The program was created through a collaboration with the city’s Bloomberg-funded Innovation Team (i-team), and the Long Beach Public Safety Continuum—a partnership between Long Beach Police, Fire, Health, and Development Services Departments, the City Prosecutor’s Office, community groups, non-profits, and residents.
During a yearlong focus on public safety issues, the city’s “i-team” examined more than 100,000 crimes over a five-year period in Long Beach and found that nearly 15,000 repeat offenders were responsible for 62% of the total offenses.
The i-team also found that 85% of repeat offenses were low-level misdemeanors—like violating parole, drinking in public, loitering, and failing to appear in court—rather than serious crimes.
The Justice Lab will focus on a group of 875 so-called “high-frequency offenders” who committed 15,677 (15 percent) of the 101,408 analyzed crimes.
“We see the same people cycle through our public safety services, most of the time for low-level offenses,” said Mayor Robert Garcia. “The Justice Lab will use a data-driven approach to re-design how we work together in the City to better serve these community members.”

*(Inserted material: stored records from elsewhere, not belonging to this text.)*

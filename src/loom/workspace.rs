use std::path::{Path, PathBuf};

use itertools::Itertools;
use rustc_hash::FxHashMap as HashMap;

use super::{
    num::DataType,
    shape::Shape,
    tensor::{Tensor, TensorError},
};

/// A named store of tensors for one execution context.
///
/// Tensors are cached by name: asking for a name with the type and shape it already has returns the
/// same buffer, so re-running a program reuses every buffer whose `(name, type, shape)` is unchanged.
#[derive(Debug, Default)]
pub struct Workspace {
    /// Root against which relative resource file names are resolved.
    base: PathBuf,
    /// At most one tensor per name.
    tensors: HashMap<String, Tensor>,
}

impl Workspace {
    #[inline]
    pub fn new(base: impl Into<PathBuf>) -> Self {
        let base = base.into();
        let tensors = HashMap::default();
        Self { base, tensors }
    }

    #[inline]
    pub fn exists(&self, name: &str) -> bool {
        self.tensors.contains_key(name)
    }

    /// Returns the tensor stored under `name`, or an empty tensor if there is none.
    #[inline]
    pub fn get(&self, name: &str) -> Tensor {
        self.tensors.get(name).cloned().unwrap_or_default()
    }

    /// Returns the tensor stored under `name` if it already has the requested type and shape.
    /// Otherwise releases whatever is stored under `name` and allocates a zero-filled replacement.
    ///
    /// If the allocation fails the old entry stays released.
    pub fn get_or_create(
        &mut self,
        name: &str,
        r#type: DataType,
        shape: impl Into<Shape>,
    ) -> Result<Tensor, TensorError> {
        let shape = shape.into();
        if let Some(tensor) = self.tensors.get(name) {
            if tensor.matches(r#type, &shape) {
                return Ok(tensor.clone());
            }
        }

        self.remove(name);
        let tensor = Tensor::zeros(r#type, shape)?;
        log::trace!("allocate {name}: {} {}", tensor.shape(), tensor.data_type());

        self.tensors.insert(name.to_string(), tensor.clone());
        Ok(tensor)
    }

    /// Stores a host-provided tensor under `name`, returning the one it replaces.
    pub fn insert(
        &mut self,
        name: impl Into<String>,
        tensor: Tensor,
    ) -> Result<Option<Tensor>, TensorError> {
        if tensor.is_empty() {
            return Err(TensorError::Empty);
        }
        Ok(self.tensors.insert(name.into(), tensor))
    }

    /// Releases the tensor stored under `name`. Does nothing if there is none.
    #[inline]
    pub fn remove(&mut self, name: &str) -> Option<Tensor> {
        let tensor = self.tensors.remove(name)?;
        log::trace!("release {name}: {} {}", tensor.shape(), tensor.data_type());
        Some(tensor)
    }

    /// Releases every tensor.
    pub fn clear(&mut self) {
        for (name, tensor) in self.tensors.drain() {
            log::trace!("release {name}: {} {}", tensor.shape(), tensor.data_type());
        }
    }

    #[inline]
    pub fn base_name(&self) -> &Path {
        &self.base
    }

    #[inline]
    pub fn set_base_name(&mut self, base: impl Into<PathBuf>) {
        self.base = base.into();
    }

    /// Resolves a resource file name relative to the base path.
    #[inline]
    pub fn resolve(&self, file_name: impl AsRef<Path>) -> PathBuf {
        self.base.join(file_name)
    }

    #[inline]
    pub fn len(&self) -> usize {
        self.tensors.len()
    }

    #[inline]
    pub fn is_empty(&self) -> bool {
        self.tensors.is_empty()
    }

    /// Names of all stored tensors, sorted.
    pub fn names(&self) -> Vec<String> {
        self.tensors.keys().cloned().sorted().collect()
    }

    #[inline]
    pub fn iter(&self) -> impl Iterator<Item = (&str, &Tensor)> {
        self.tensors.iter().map(|(name, tensor)| (name.as_str(), tensor))
    }
}

impl Drop for Workspace {
    fn drop(&mut self) {
        self.clear();
    }
}

impl std::fmt::Display for Workspace {
    fn fmt(&self, f: &mut std::fmt::Formatter<'_>) -> std::fmt::Result {
        writeln!(f, "Workspace:")?;
        for (name, tensor) in self.iter().sorted_by_key(|(name, _)| *name) {
            writeln!(f, "\t{name}: {tensor}")?;
        }
        Ok(())
    }
}

#[cfg(test)]
mod tests {
    use std::error::Error;

    use super::Workspace;
    use crate::loom::{
        num::DataType,
        shape::Shape,
        tensor::{Tensor, TensorError},
    };

    #[test]
    fn test_absent() {
        let ws = Workspace::default();
        for name in ["x", "", "conv1"] {
            assert!(!ws.exists(name));
            assert!(ws.get(name).is_empty());
        }
        assert!(ws.is_empty());
    }

    #[test]
    fn test_cache_hit() -> Result<(), Box<dyn Error>> {
        let mut ws = Workspace::default();
        let x = ws.get_or_create("x", DataType::F32, [2, 3])?;
        x.write_slice(&[1.0f32, 2.0, 3.0, 4.0, 5.0, 6.0])?;

        let y = ws.get_or_create("x", DataType::F32, [2, 3])?;
        assert!(x.same_buffer(&y));
        assert_eq!(x.id(), y.id());
        assert_eq!(y.read_slice::<f32>()?, vec![1.0, 2.0, 3.0, 4.0, 5.0, 6.0]);

        let z = ws.get("x");
        assert!(z.same_buffer(&x));
        assert!(ws.exists("x"));
        assert_eq!(ws.len(), 1);
        Ok(())
    }

    #[test]
    fn test_realloc() -> Result<(), Box<dyn Error>> {
        let mut ws = Workspace::default();
        let shapes = [Shape::from([2, 3]), Shape::from([3, 2])];

        let mut last = ws.get_or_create("x", DataType::F32, shapes[0].clone())?;
        for index in 1..8 {
            let shape = shapes[index % 2].clone();
            let next = ws.get_or_create("x", DataType::F32, shape.clone())?;

            // the workspace dropped its handle to the previous buffer
            assert!(!next.same_buffer(&last));
            assert_eq!(last.ref_count(), 1);
            assert_eq!(next.ref_count(), 2);

            assert_eq!(next.shape(), shape);
            assert_eq!(next.data_size(), 24);
            assert_eq!(ws.len(), 1);
            last = next;
        }

        let retyped = ws.get_or_create("x", DataType::F64, shapes[1].clone())?;
        assert!(!retyped.same_buffer(&last));
        assert_eq!(retyped.data_type(), DataType::F64);
        assert_eq!(retyped.data_size(), 48);
        assert_eq!(retyped.read_slice::<f64>()?, vec![0.0; 6]);
        Ok(())
    }

    #[test]
    fn test_remove() -> Result<(), Box<dyn Error>> {
        let mut ws = Workspace::default();
        ws.get_or_create("x", DataType::F32, [4])?;
        ws.get_or_create("y", DataType::U8, [4])?;

        assert!(ws.remove("x").is_some());
        assert!(!ws.exists("x"));
        assert!(ws.remove("x").is_none());
        assert!(ws.remove("never").is_none());
        assert!(!ws.exists("x"));
        assert_eq!(ws.names(), vec!["y".to_string()]);
        Ok(())
    }

    #[test]
    fn test_insert() -> Result<(), Box<dyn Error>> {
        let mut ws = Workspace::default();
        let x = Tensor::from_slice([2], &[1u8, 2])?;
        assert!(ws.insert("x", x.clone())?.is_none());
        assert!(ws.get("x").same_buffer(&x));

        let replaced = ws.insert("x", Tensor::zeros(DataType::U8, [2])?)?;
        assert!(replaced.is_some_and(|tensor| tensor.same_buffer(&x)));

        assert!(matches!(
            ws.insert("y", Tensor::empty()),
            Err(TensorError::Empty)
        ));
        assert!(!ws.exists("y"));
        Ok(())
    }

    #[test]
    fn test_teardown() -> Result<(), Box<dyn Error>> {
        drop(Workspace::default());

        let mut ws = Workspace::default();
        let x = ws.get_or_create("x", DataType::F32, [1])?;
        drop(ws);
        assert_eq!(x.ref_count(), 1);

        let mut ws = Workspace::default();
        let handles = (0..16)
            .map(|index| ws.get_or_create(&format!("t{index}"), DataType::F16, [index + 1]))
            .collect::<Result<Vec<_>, _>>()?;
        assert!(handles.iter().all(|tensor| tensor.ref_count() == 2));

        ws.clear();
        assert!(ws.is_empty());
        assert!(handles.iter().all(|tensor| tensor.ref_count() == 1));
        drop(ws);
        Ok(())
    }

    #[test]
    fn test_base_name() {
        let mut ws = Workspace::new("bundle");
        assert_eq!(ws.base_name(), std::path::Path::new("bundle"));
        assert_eq!(ws.resolve("x.bin"), std::path::Path::new("bundle/x.bin"));

        ws.set_base_name("other");
        assert_eq!(ws.resolve("x.bin"), std::path::Path::new("other/x.bin"));
    }

    #[test]
    fn test_display() -> Result<(), Box<dyn Error>> {
        let mut ws = Workspace::default();
        ws.insert("b", Tensor::from_slice([2], &[0.5f32, 1.0])?)?;
        ws.get_or_create("a", DataType::U8, [3])?;

        let text = ws.to_string();
        assert_eq!(text, "Workspace:\n\ta: [3] U8 0 ...\n\tb: [2] F32 0.5 ...\n");
        Ok(())
    }
}
use std::sync::Arc;

use derive_more::{Deref, Display, From, Into};
use itertools::Itertools;
use serde::{Deserialize, Serialize};

/// Sizes of a tensor's dimensions, first dimension first.
///
/// Two shapes are equal iff they have the same number of dimensions with the same sizes in order.
#[derive(
    Debug, Default, Clone, PartialEq, Eq, Hash, Deref, From, Into, Display, Serialize, Deserialize,
)]
#[display("[{}]", _0.iter().format(", "))]
#[serde(transparent)]
pub struct Shape(Arc<[usize]>);

impl From<Vec<usize>> for Shape {
    #[inline]
    fn from(value: Vec<usize>) -> Self {
        Self(value.into())
    }
}

impl From<&[usize]> for Shape {
    #[inline]
    fn from(value: &[usize]) -> Self {
        Self(value.into())
    }
}

impl<const N: usize> From<[usize; N]> for Shape {
    #[inline]
    fn from(value: [usize; N]) -> Self {
        Self(value.into())
    }
}

impl Shape {
    /// Number of elements, or `None` if it overflows `usize`.
    /// A shape without dimensions holds no elements.
    #[inline]
    pub fn checked_size(&self) -> Option<usize> {
        match self.is_empty() {
            true => Some(0),
            false => self.iter().try_fold(1usize, |acc, &dim| acc.checked_mul(dim)),
        }
    }

    /// Number of elements. Saturates on overflow.
    #[inline]
    pub fn size(&self) -> usize {
        self.checked_size().unwrap_or(usize::MAX)
    }

    /// Size of dimension `index`, treating trailing missing dimensions as singletons.
    #[inline]
    pub fn dim(&self, index: usize) -> usize {
        self.get(index).copied().unwrap_or(1)
    }
}

#[cfg(test)]
mod tests {
    use super::Shape;

    #[test]
    fn test_shape() {
        let x = Shape::from([2, 3]);
        let y = Shape::from(vec![2, 3]);
        let z = Shape::from([3, 2]);
        let w = Shape::from([2, 3, 1]);

        assert_eq!(x, y);
        assert_ne!(x, z);
        assert_ne!(x, w);
        assert_eq!(x.size(), 6);
        assert_eq!(x.len(), 2);
        assert_eq!(x.dim(3), 1);
        assert_eq!(x.to_string(), "[2, 3]");

        assert_eq!(Shape::default().size(), 0);
        assert_eq!(Shape::from([4, 0, 2]).size(), 0);
        assert_eq!(Shape::from([usize::MAX, 2]).checked_size(), None);
    }

    #[test]
    fn test_shape_serde() -> Result<(), Box<dyn std::error::Error>> {
        let shape: Shape = serde_json::from_str("[2, 3, 4]")?;
        assert_eq!(shape, Shape::from([2, 3, 4]));
        assert_eq!(serde_json::to_string(&shape)?, "[2,3,4]");
        Ok(())
    }
}
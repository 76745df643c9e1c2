use std::{
    path::{Path, PathBuf},
    str::FromStr,
};

use serde::{Deserialize, Serialize};
use thiserror::Error;

use crate::loom::{
    ops::{OpDesc, OpError, Registry},
    workspace::Workspace,
};

/// File name of the manifest inside a bundle directory.
pub const MANIFEST: &str = "net.json";

#[derive(Debug, Error)]
pub enum ProgramError {
    #[error("failed to open manifest {}: {source}", .path.display())]
    Manifest {
        path: PathBuf,
        #[source]
        source: std::io::Error,
    },
    #[error("failed to parse manifest: {0}")]
    Parse(#[from] serde_json::Error),
    #[error("operation #{index} `{op}` failed: {source}")]
    Execute {
        index: usize,
        op: String,
        #[source]
        source: OpError,
    },
}

/// The serialized form of a program.
#[derive(Debug, Default, Clone, PartialEq, Serialize, Deserialize)]
pub struct Manifest {
    pub operations: Vec<OpDesc>,
}

/// What [`Program::load`] does when the manifest cannot be opened.
#[derive(Debug, Default, Clone, Copy, PartialEq, Eq)]
pub enum MissingManifest {
    #[default]
    Error,
    /// Log a warning and keep the program loaded before.
    Ignore,
}

#[derive(Debug, Clone, PartialEq, Eq)]
pub struct ProgramOptions {
    /// Manifest file name, relative to the bundle directory.
    pub manifest: String,
    pub missing_manifest: MissingManifest,
}

impl Default for ProgramOptions {
    fn default() -> Self {
        Self {
            manifest: MANIFEST.to_string(),
            missing_manifest: MissingManifest::default(),
        }
    }
}

/// An ordered list of operations, executed one after another against a [`Workspace`].
#[derive(Debug, Default, Clone)]
pub struct Program {
    options: ProgramOptions,
    manifest: Option<Manifest>,
}

impl FromStr for Program {
    type Err = ProgramError;

    fn from_str(s: &str) -> Result<Self, Self::Err> {
        let manifest = serde_json::from_str(s)?;
        Ok(Self::from_manifest(manifest))
    }
}

impl Program {
    #[inline]
    pub fn new() -> Self {
        Self::default()
    }

    #[inline]
    pub fn with_options(options: ProgramOptions) -> Self {
        Self {
            options,
            manifest: None,
        }
    }

    #[inline]
    pub fn from_manifest(manifest: Manifest) -> Self {
        Self {
            options: Default::default(),
            manifest: Some(manifest),
        }
    }

    #[inline]
    pub fn options(&self) -> &ProgramOptions {
        &self.options
    }

    /// Loads the manifest of the bundle at `path`, replacing the current program.
    ///
    /// On failure the current program is kept. A manifest that cannot be opened is only an error
    /// under [`MissingManifest::Error`].
    pub fn load(&mut self, path: impl AsRef<Path>) -> Result<(), ProgramError> {
        let path = path.as_ref().join(&self.options.manifest);
        let text = match std::fs::read_to_string(&path) {
            Ok(text) => text,
            Err(source) => {
                let err = ProgramError::Manifest { path, source };
                return match self.options.missing_manifest {
                    MissingManifest::Error => Err(err),
                    MissingManifest::Ignore => {
                        log::warn!("{err}");
                        Ok(())
                    }
                };
            }
        };
        self.load_str(&text)?;
        log::info!("loaded {} operations from {}", self.len(), path.display());
        Ok(())
    }

    /// Parses a manifest document, replacing the current program. On failure the current program is kept.
    pub fn load_str(&mut self, text: &str) -> Result<(), ProgramError> {
        let manifest = serde_json::from_str(text)?;
        self.manifest = Some(manifest);
        Ok(())
    }

    #[inline]
    pub fn is_loaded(&self) -> bool {
        self.manifest.is_some()
    }

    #[inline]
    pub fn manifest(&self) -> Option<&Manifest> {
        self.manifest.as_ref()
    }

    #[inline]
    pub fn operations(&self) -> &[OpDesc] {
        self.manifest
            .as_ref()
            .map(|manifest| manifest.operations.as_slice())
            .unwrap_or_default()
    }

    #[inline]
    pub fn len(&self) -> usize {
        self.operations().len()
    }

    #[inline]
    pub fn is_empty(&self) -> bool {
        self.operations().is_empty()
    }

    /// Runs every operation in order, stopping at the first one that fails.
    ///
    /// Nothing is rolled back: operations before the failing one keep their effects on `workspace`.
    /// An unloaded program does nothing.
    #[cfg_attr(feature = "trace", tracing::instrument(skip_all))]
    pub fn execute(
        &self,
        registry: &Registry,
        workspace: &mut Workspace,
    ) -> Result<(), ProgramError> {
        for (index, op) in self.operations().iter().enumerate() {
            #[cfg(feature = "trace")]
            let _span = tracing::debug_span!("op", index, op = %op).entered();

            let start = instant::Instant::now();
            registry
                .execute(op, workspace)
                .map_err(|source| ProgramError::Execute {
                    index,
                    op: op.r#type.clone(),
                    source,
                })?;
            log::debug!("#{index} {op}: {:?}", start.elapsed());
        }
        Ok(())
    }
}

impl std::fmt::Display for Program {
    fn fmt(&self, f: &mut std::fmt::Formatter<'_>) -> std::fmt::Result {
        match &self.manifest {
            Some(manifest) => {
                let text = serde_json::to_string_pretty(manifest).map_err(|_| std::fmt::Error)?;
                write!(f, "{text}")
            }
            None => write!(f, "<unloaded>"),
        }
    }
}
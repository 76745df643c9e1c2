use std::path::Path;

use crate::loom::{
    num::DataType,
    ops::{OpDesc, OpError, Operation},
    workspace::Workspace,
};

use super::ResourcePolicy;

/// Header of a binary Netpbm image.
#[derive(Debug, Clone, Copy, PartialEq, Eq)]
struct Header {
    width: usize,
    height: usize,
    channels: usize,
    /// Byte offset of the raster.
    offset: usize,
}

impl Header {
    fn parse(bytes: &[u8]) -> Result<Self, String> {
        let channels = match bytes.get(..2) {
            Some(b"P5") => 1,
            Some(b"P6") => 3,
            _ => return Err("expect a binary PGM (P5) or PPM (P6) image".into()),
        };

        let mut cursor = 2;
        let mut next = || -> Result<usize, String> {
            // skip whitespace and comments
            loop {
                match bytes.get(cursor) {
                    Some(x) if x.is_ascii_whitespace() => cursor += 1,
                    Some(b'#') => {
                        while bytes.get(cursor).is_some_and(|&x| x != b'\n') {
                            cursor += 1;
                        }
                    }
                    Some(_) => break,
                    None => return Err("unexpected end of header".into()),
                }
            }
            let start = cursor;
            while bytes.get(cursor).is_some_and(u8::is_ascii_digit) {
                cursor += 1;
            }
            std::str::from_utf8(&bytes[start..cursor])
                .ok()
                .and_then(|token| token.parse().ok())
                .ok_or_else(|| format!("invalid header field at byte {start}"))
        };

        let width = next()?;
        let height = next()?;
        let max = next()?;
        if !(1..=255).contains(&max) {
            return Err(format!("unsupported max value {max}"));
        }

        // exactly one whitespace byte separates the header from the raster
        match bytes.get(cursor) {
            Some(x) if x.is_ascii_whitespace() => Ok(Self {
                width,
                height,
                channels,
                offset: cursor + 1,
            }),
            _ => Err("missing raster".into()),
        }
    }

    #[inline]
    fn raster_size(&self) -> Option<usize> {
        self.width
            .checked_mul(self.height)?
            .checked_mul(self.channels)
    }
}

/// Loads a binary PGM/PPM image as a single precision tensor of shape `[height, width, channels]`,
/// first dimension fastest, holding the raw pixel values.
///
/// Like [`Load`](super::Load), an output that already exists is left untouched unless
/// [`LoadImage::force_reload`] is set. With [`ResourcePolicy::Warn`] an unusable image is skipped
/// and no tensor is created.
#[derive(Debug, Default, Clone)]
pub struct LoadImage {
    /// Decode the image again even if the output tensor is already in the workspace.
    pub force_reload: bool,
    /// What to do when the image is missing, unreadable or malformed.
    pub missing_resource: ResourcePolicy,
}

impl LoadImage {
    #[inline]
    pub fn new() -> Self {
        Self::default()
    }

    #[inline]
    pub fn with_force_reload(mut self, force_reload: bool) -> Self {
        self.force_reload = force_reload;
        self
    }

    #[inline]
    pub fn with_missing_resource(mut self, policy: ResourcePolicy) -> Self {
        self.missing_resource = policy;
        self
    }

    fn decode(path: &Path) -> Result<(Header, Vec<f32>), OpError> {
        let bytes = std::fs::read(path).map_err(|source| OpError::Resource {
            path: path.to_path_buf(),
            source,
        })?;
        let header = Header::parse(&bytes).map_err(|reason| OpError::Image {
            path: path.to_path_buf(),
            reason,
        })?;

        let Header {
            width,
            height,
            channels,
            offset,
        } = header;
        let expected = header.raster_size().ok_or_else(|| OpError::Image {
            path: path.to_path_buf(),
            reason: format!("image of {width}x{height} is too large"),
        })?;
        let raster = &bytes[offset..];
        if raster.len() < expected {
            return Err(OpError::Truncated {
                path: path.to_path_buf(),
                expected,
                found: raster.len(),
            });
        }

        // interleaved rows to planar columns
        let mut contents = vec![0.0f32; expected];
        for (index, &pixel) in raster[..expected].iter().enumerate() {
            let c = index % channels;
            let x = (index / channels) % width;
            let y = index / channels / width;
            contents[y + height * (x + width * c)] = pixel as f32;
        }
        Ok((header, contents))
    }
}

impl Operation for LoadImage {
    fn r#type(&self) -> &str {
        "LoadImage"
    }

    fn execute(&self, op: &OpDesc, workspace: &mut Workspace) -> Result<(), OpError> {
        let name = op.output(0)?;
        let file_name: String = op.field("fileName")?;

        if !self.force_reload && workspace.exists(name) {
            log::debug!("{name} is cached, skip loading {file_name}");
            return Ok(());
        }

        let path = workspace.resolve(&file_name);
        let (header, contents) = match Self::decode(&path) {
            Ok(image) => image,
            Err(err) => return self.missing_resource.handle(err),
        };

        let shape = [header.height, header.width, header.channels];
        let tensor = workspace.get_or_create(name, DataType::F32, shape)?;
        tensor.write_slice(&contents)?;
        Ok(())
    }
}

#[cfg(test)]
mod tests {
    use std::error::Error;

    use super::{Header, LoadImage};
    use crate::{
        hal::ResourcePolicy,
        loom::{
            num::DataType,
            ops::{OpDesc, OpError, Operation},
            shape::Shape,
            workspace::Workspace,
        },
    };

    fn image_op(name: &str, file_name: &str) -> OpDesc {
        OpDesc::new("LoadImage")
            .with_outputs([name])
            .with_field("fileName", file_name)
    }

    #[test]
    fn test_header() {
        let header = Header::parse(b"P6\n# made by hand\n3 2\n255\nabc");
        assert_eq!(
            header,
            Ok(Header {
                width: 3,
                height: 2,
                channels: 3,
                offset: 26,
            })
        );

        assert!(Header::parse(b"P3\n1 1\n255\n").is_err());
        assert!(Header::parse(b"P5 1 1 65535 ").is_err());
        assert!(Header::parse(b"P5 1 1").is_err());
        assert!(Header::parse(b"P5 x 1 255 ").is_err());
    }

    #[test]
    fn test_load_ppm() -> Result<(), Box<dyn Error>> {
        let dir = tempfile::tempdir()?;
        // 2 rows, 3 columns, RGB
        let raster: Vec<u8> = (0..18).collect();
        let mut bytes = b"P6 3 2 255\n".to_vec();
        bytes.extend_from_slice(&raster);
        std::fs::write(dir.path().join("image.ppm"), bytes)?;

        let mut ws = Workspace::new(dir.path());
        LoadImage::new().execute(&image_op("image", "image.ppm"), &mut ws)?;

        let image = ws.get("image");
        assert_eq!(image.data_type(), DataType::F32);
        assert_eq!(image.shape(), Shape::from([2, 3, 3]));

        let contents = image.read_slice::<f32>()?;
        for y in 0..2 {
            for x in 0..3 {
                for c in 0..3 {
                    let expected = raster[(y * 3 + x) * 3 + c] as f32;
                    assert_eq!(contents[y + 2 * (x + 3 * c)], expected);
                }
            }
        }
        Ok(())
    }

    #[test]
    fn test_load_pgm() -> Result<(), Box<dyn Error>> {
        let dir = tempfile::tempdir()?;
        std::fs::write(dir.path().join("grey.pgm"), b"P5\n2 2\n200\n\x01\x02\x03\x04")?;

        let mut ws = Workspace::new(dir.path());
        LoadImage::new().execute(&image_op("grey", "grey.pgm"), &mut ws)?;

        let grey = ws.get("grey");
        assert_eq!(grey.shape(), Shape::from([2, 2, 1]));
        assert_eq!(grey.read_slice::<f32>()?, vec![1.0, 3.0, 2.0, 4.0]);
        Ok(())
    }

    #[test]
    fn test_bad_image() -> Result<(), Box<dyn Error>> {
        let dir = tempfile::tempdir()?;
        std::fs::write(dir.path().join("short.pgm"), b"P5 2 2 255\n\x01")?;
        std::fs::write(dir.path().join("text.txt"), b"hello")?;

        let mut ws = Workspace::new(dir.path());
        assert!(matches!(
            LoadImage::new().execute(&image_op("a", "short.pgm"), &mut ws),
            Err(OpError::Truncated {
                expected: 4,
                found: 1,
                ..
            })
        ));
        assert!(matches!(
            LoadImage::new().execute(&image_op("a", "text.txt"), &mut ws),
            Err(OpError::Image { .. })
        ));
        assert!(matches!(
            LoadImage::new().execute(&image_op("a", "missing.ppm"), &mut ws),
            Err(OpError::Resource { .. })
        ));

        LoadImage::new()
            .with_missing_resource(ResourcePolicy::Warn)
            .execute(&image_op("a", "missing.ppm"), &mut ws)?;
        assert!(!ws.exists("a"));
        Ok(())
    }
}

One of the ways that the Justice Lab will work to break people free from the recidivism cycle, is by creating a Multi-disciplinary Team (MDT) that will bring city and county service providers together to improve coordination and make it easier for individuals to access mental health, rehabilitation, and homeless services.
“Making people the priority is critical to developing human-centered solutions,” said i-team Director Tracy Colunga. “The Justice Lab will allow Long Beach to think creatively about how we can deploy criminal justice resources most effectively to keep our community safe while giving every resident the chance to thrive.”
The Justice Lab initiative also will also install a mental health clinician in Long Beach’s jail to assess arrestees and divert the mentally ill into appropriate care.
In addition, a CSULB program run by formerly incarcerated students will help to connect the targeted “high-frequency offenders” to higher education, and will offer peer support and other education-related resources.
The Justice Lab also seeks to improve data collection and data sharing between city’s departments to coordinate wraparound for people who cycle in and out of the criminal justice system.
“The Justice Lab initiative will be a valuable program that benefits our entire community,” stated Police Chief Robert Luna. “Connecting people to services that can help divert them from the criminal justice system and get their lives back on track is a win for us all.”